Thursday, April 3, 2008

Every truth-function an be obtained by successively negating elemental propositions.

Successive applications of the operator (-----T)(ξ,....) to elemental propositions can generate every truth-function. Wittgenstein calls it the negation of all the propositions in the right-hand pair of brackets.

Let the sign 'ξ' indicate a variable whose terms are propositions. Let ξ‾ indicate the list of all those values where the order of the terms is indifferent. The bar indicates that the variable represents of all its values. The declaration describes the propositions the variable represents. If ξ has the three values P, Q, R, then (ξ‾)=(P, Q, R).
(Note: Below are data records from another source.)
//! Round-Trip Time Estimation
//!
//! Two complementary RTT consumers. `RetransmissionTimeout` keeps the
//! RFC 4960 smoothed RTT / variance pair and derives the timeout used to
//! schedule retransmissions. `RttFilter` tracks a max-RTT statistic that
//! survives measurement noise but follows genuine route changes, via jump
//! and drift detection over short sample windows.

use serde::{Deserialize, Serialize};
use tern_units::TimeDelta;

/// RFC 4960 section 15 smoothing constants
const RTO_ALPHA: f64 = 0.125;
const RTO_BETA: f64 = 0.25;

/// Retransmission timeout bounds and initial value
#[derive(Debug, Clone, Copy, PartialEq, Eq, Serialize, Deserialize)]
pub struct RtoConfig {
    /// Timeout used before the first RTT measurement lands
    pub initial_rto: TimeDelta,
    /// Lower clamp for the computed timeout
    pub min_rto: TimeDelta,
    /// Upper clamp for the computed timeout; doubles as the plausibility
    /// bound for incoming measurements
    pub max_rto: TimeDelta,
}

impl Default for RtoConfig {
    fn default() -> Self {
        RtoConfig {
            initial_rto: TimeDelta::from_millis(500),
            min_rto: TimeDelta::from_millis(200),
            max_rto: TimeDelta::from_millis(3_000),
        }
    }
}

/// Retransmission timeout estimator (RFC 4960 section 6.3.1)
///
/// All arithmetic is done in the floating point domain to keep precision
/// across many small updates.
#[derive(Debug, Clone)]
pub struct RetransmissionTimeout {
    min_rto: f64,
    max_rto: f64,
    srtt: f64,
    rttvar: f64,
    rto: f64,
    first_measurement: bool,
}

impl RetransmissionTimeout {
    /// Create an estimator reporting `config.initial_rto` until the first
    /// measurement arrives
    pub fn new(config: RtoConfig) -> Self {
        RetransmissionTimeout {
            min_rto: config.min_rto.us() as f64,
            max_rto: config.max_rto.us() as f64,
            srtt: 0.0,
            rttvar: 0.0,
            rto: config.initial_rto.us() as f64,
            first_measurement: true,
        }
    }

    /// Fold one RTT measurement into the estimator
    ///
    /// Samples outside `[0, max_rto]` cannot be genuine round trips (clock
    /// steps, corrupted timestamps) and are skipped without touching any
    /// state.
    pub fn observe_rtt(&mut self, measured_rtt: TimeDelta) {
        let rtt = measured_rtt.us() as f64;
        if rtt < 0.0 || rtt > self.max_rto {
            tracing::debug!("ignoring implausible RTT sample {}", measured_rtt);
            return;
        }

        if self.first_measurement {
            self.srtt = rtt;
            self.rttvar = rtt * 0.5;
            self.rto = self.srtt + 4.0 * self.rttvar;
            self.first_measurement = false;
        } else {
            let diff = (rtt - self.srtt).abs();
            self.rttvar = (1.0 - RTO_BETA) * self.rttvar + RTO_BETA * diff;
            self.srtt = (1.0 - RTO_ALPHA) * self.srtt + RTO_ALPHA * rtt;
            self.rto = self.srtt + 4.0 * self.rttvar;
        }

        self.rto = self.rto.clamp(self.min_rto, self.max_rto);
    }

    /// Current retransmission timeout, always within `[min_rto, max_rto]`
    /// once a measurement has been observed
    #[inline]
    pub fn rto(&self) -> TimeDelta {
        TimeDelta::from_micros(self.rto.round() as i64)
    }

    /// Smoothed round-trip time
    #[inline]
    pub fn srtt(&self) -> TimeDelta {
        TimeDelta::from_micros(self.srtt.round() as i64)
    }

    /// Round-trip time variance
    #[inline]
    pub fn rttvar(&self) -> TimeDelta {
        TimeDelta::from_micros(self.rttvar.round() as i64)
    }
}

/// Samples above this are clipped to it before filtering
const MAX_RTT: TimeDelta = TimeDelta::from_seconds(3);
/// Largest n used for the (n-1)/n filter gain
const MAX_FILTER_FACTOR_COUNT: u32 = 35;
/// A sample this many standard deviations from the average counts as a jump
const JUMP_STD_DEVS: f64 = 2.5;
/// Drift triggers once max exceeds avg by this many standard deviations
const DRIFT_STD_DEVS: f64 = 3.5;
/// Consecutive deviating samples needed before a detector acts
const DETECT_THRESHOLD: usize = 5;

/// Max-RTT filter with jump and drift detection
///
/// Reports the largest round-trip time seen, which is what retransmission
/// and jitter-buffer sizing care about. A single outlier never lowers the
/// statistic; only five consecutive same-direction outliers (a jump) or a
/// sustained gap between maximum and average (drift) replace the statistics
/// with ones computed over just the recent samples.
#[derive(Debug, Clone)]
pub struct RttFilter {
    got_non_zero_update: bool,
    avg_rtt: TimeDelta,
    var_rtt: f64,
    max_rtt: TimeDelta,
    filt_fact_count: u32,
    jump_buf: Vec<TimeDelta>,
    drift_buf: Vec<TimeDelta>,
    last_jump_positive: bool,
}

impl RttFilter {
    pub fn new() -> Self {
        RttFilter {
            got_non_zero_update: false,
            avg_rtt: TimeDelta::ZERO,
            var_rtt: 0.0,
            max_rtt: TimeDelta::ZERO,
            filt_fact_count: 1,
            jump_buf: Vec::with_capacity(DETECT_THRESHOLD),
            drift_buf: Vec::with_capacity(DETECT_THRESHOLD),
            last_jump_positive: false,
        }
    }

    /// Drop all history, as after a transport restart
    pub fn reset(&mut self) {
        *self = RttFilter::new();
    }

    /// Fold one RTT sample into the filter
    ///
    /// Zero samples are ignored until the first real measurement arrives;
    /// samples above the sanity cap are clipped to it.
    pub fn update(&mut self, rtt: TimeDelta) {
        if !self.got_non_zero_update {
            if rtt.is_zero() {
                return;
            }
            self.got_non_zero_update = true;
        }

        let rtt = rtt.min(MAX_RTT);

        let mut filt_factor = 0.0;
        if self.filt_fact_count > 1 {
            filt_factor = (self.filt_fact_count - 1) as f64 / self.filt_fact_count as f64;
        }
        self.filt_fact_count += 1;
        if self.filt_fact_count > MAX_FILTER_FACTOR_COUNT {
            // Keeps the gain from exceeding (n-1)/n.
            self.filt_fact_count = MAX_FILTER_FACTOR_COUNT;
        }

        let old_avg = self.avg_rtt;
        let old_var = self.var_rtt;
        self.avg_rtt = self.avg_rtt * filt_factor + rtt * (1.0 - filt_factor);
        let delta_ms = (rtt - self.avg_rtt).ms() as f64;
        self.var_rtt = filt_factor * self.var_rtt + (1.0 - filt_factor) * delta_ms * delta_ms;
        self.max_rtt = self.max_rtt.max(rtt);

        // While a detector is still accumulating evidence the average and
        // variance are rolled back, so outliers do not poison the baseline
        // they are being measured against.
        if !self.jump_detection(rtt) || !self.drift_detection(rtt) {
            self.avg_rtt = old_avg;
            self.var_rtt = old_var;
        }
    }

    /// Current max-RTT statistic
    #[inline]
    pub fn rtt(&self) -> TimeDelta {
        self.max_rtt
    }

    fn jump_detection(&mut self, rtt: TimeDelta) -> bool {
        let diff_from_avg = self.avg_rtt - rtt;
        // var_rtt is in ms^2.
        let jump_threshold = millis_f64(JUMP_STD_DEVS * self.var_rtt.sqrt());
        if diff_from_avg.abs() > jump_threshold {
            let positive_diff = diff_from_avg >= TimeDelta::ZERO;
            if !self.jump_buf.is_empty() && positive_diff != self.last_jump_positive {
                // The buffered samples jumped the other way; they say nothing
                // about a jump in this direction.
                self.jump_buf.clear();
            }
            if self.jump_buf.len() < DETECT_THRESHOLD {
                self.jump_buf.push(rtt);
                self.last_jump_positive = positive_diff;
            }
            if self.jump_buf.len() >= DETECT_THRESHOLD {
                // Confirmed route change: restart from the recent samples.
                let buf = std::mem::take(&mut self.jump_buf);
                self.short_rtt_filter(&buf);
                self.filt_fact_count = DETECT_THRESHOLD as u32 + 1;
                tracing::debug!("RTT jump detected, filter restarted at {}", self.max_rtt);
            } else {
                return false;
            }
        } else {
            self.jump_buf.clear();
        }
        true
    }

    fn drift_detection(&mut self, rtt: TimeDelta) -> bool {
        let drift_threshold = millis_f64(DRIFT_STD_DEVS * self.var_rtt.sqrt());
        if self.max_rtt - self.avg_rtt > drift_threshold {
            if self.drift_buf.len() < DETECT_THRESHOLD {
                self.drift_buf.push(rtt);
            }
            if self.drift_buf.len() >= DETECT_THRESHOLD {
                let buf = std::mem::take(&mut self.drift_buf);
                self.short_rtt_filter(&buf);
                tracing::debug!("RTT drift detected, filter restarted at {}", self.max_rtt);
            }
        } else {
            self.drift_buf.clear();
        }
        true
    }

    /// Replace max and average with statistics over a short sample buffer
    fn short_rtt_filter(&mut self, buf: &[TimeDelta]) {
        debug_assert!(!buf.is_empty());
        self.max_rtt = TimeDelta::ZERO;
        let mut sum = TimeDelta::ZERO;
        for &rtt in buf {
            if rtt > self.max_rtt {
                self.max_rtt = rtt;
            }
            sum += rtt;
        }
        self.avg_rtt = sum / buf.len() as f64;
    }
}

impl Default for RttFilter {
    fn default() -> Self {
        RttFilter::new()
    }
}

/// Millisecond float to TimeDelta, rounded to the nearest microsecond
fn millis_f64(ms: f64) -> TimeDelta {
    TimeDelta::from_micros((ms * 1_000.0).round() as i64)
}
What the values of the terms are are must be fixed, but how the each term of the bracketed expression are described is indifferent. There are three ways that it can be done:
  1. Direct enumeration, in which case we can simply substitute constant values for the variable.
  2. Stating a function fx whose values for all values of x are the propositions to be described.
  3. Stating a formal law that governs the construction of the propositions. In that case the bracketed expression has all the terms of a series of forms as its members.
So instead of '(-----T)(ξ,....) we can write 'N(ξ‾)' where N(ξ‾) is the negation of all the values of ξ. If ξ‾ has only one value, then N(ξ‾) = ~p (not p); if it has two values, then N(ξ‾) = ~p . ~q. (neither p nor g).

Tt is now clear that this operation may be used to construct propositions, but exactly how it can be done must be made clear as well.